Thom Smith | NatureWatch: Your hummingbird questions answered ...

It's the season for hummingbird questions! Here are just a few that I have answered in the past:

Q What kinds of hummingbird nest in New England? We often see one with a red throat and another with a greenish throat.

A While several species are now being seen in the Northeast, mostly in the autumn, it is the ruby-throated hummingbird that regularly nests here in Massachusetts and Vermont, and as far as I know, the eastern United States. Throat variation denotes sex.

Q How do I make hummingbird food?

A It is very simple, add four cups of water with one cup of white granulated sugar and heat thoroughly to dissolve. Turn heat off, mix well and cool.

Q I see deep red hummingbird nectar offered in stores. How do I make it?

A You don't need to provide red nectar or simply red sugar water. Hummingbirds do not look for red colored nectar, but red colored flowers. And while there has long been a discussion about the safety of adding food coloring to sugar water, it has never been proven harmful, or beneficial.

Q How often should hummingbird feeders be cleaned?

A Feeders need to be cleaned at least once a week. When in open sun, clean more often to keep the mold at a minimum. It is better for the birds and easier to keep feeder clean.

Q Can I add vitamins or use honey or other natural sweeteners, or fruit juices?

A No, no, no.

Q Is there a flower that best attracts these little gems?

A There are many. My favorites are bee balm and fuchsia, in addition to yellow or orange touch-me-not, also called" jewelweed." This wildflower should be encouraged as it is a late-season food source.

Q Will hummingbirds migrate if we continue feeding?

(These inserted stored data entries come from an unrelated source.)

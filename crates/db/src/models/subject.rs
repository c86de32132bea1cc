//! Subject entity model and DTOs.

use academy_core::types::{DbId, Timestamp};
use serde::{Deserialize, Serialize};
use sqlx::FromRow;
use validator::Validate;

/// A row from the `subjects` table.
#[derive(Debug, Clone, PartialEq, FromRow, Serialize)]
pub struct Subject {
    pub id: DbId,
    pub name: String,
    pub created_at: Timestamp,
    pub updated_at: Timestamp,
}

#[derive(Debug, Deserialize, Validate)]
pub struct CreateSubject {
    #[validate(length(min = 1, max = 100))]
    pub name: String,
}

#[derive(Debug, Default, Deserialize, Validate)]
pub struct UpdateSubject {
    #[validate(length(min = 1, max = 100))]
    pub name: Option<String>,
}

A Hummingbirds will migrate when it is time to migrate, and leaving feeders up come fall may benefit late individuals. Timing of migration is more likely triggered by the length of the day, not the availability of feeders.

Q How long do these little birds live?

A The oldest known banded ruby-throated hummingbird was 9 years and 1 month of age. The good news for our lady readers is that female hummingbirds, like their human counterparts, on average, live longer than males. Males rarely survive past their 5th birthday, while females live seven years or more.

Q Why do I almost never see more than one hummingbird at a time at the feeder?

A While they are tiny birds, ruby-throats are extremely territorial and one of the most aggressive birds, chasing other individuals away. There are exceptions, especially when a number of feeders are available at a site. These jewels are not afraid to attack crows and hawks!

Q How many hummingbirds are there, and why is it that only one nests in the east?

A I cannot say why only one species regularly nests east of the Mississippi. In the United States, only eight species regularly nest, while worldwide there are some 325 species, mostly in the tropics.

Finally, one question none have asked me relates to use of insecticides on flowers, gardens and lawns, especially if you are feeding the birds, especially hummingbirds and other pollinators like moths, butterflies, bees and flies. New research from Canada indicates that neonicotinoid insecticides, which have been implicated as a key factor in global bee decline, are contributing to hummingbird decline. "Neonicotinoids (neonics) are widely used in both agriculture and in backyard gardens and landscapes. They are persistent, lasting in water and soil for months to years," according to Jason Davidson, food and technology campaign associate/Friends of The Earth.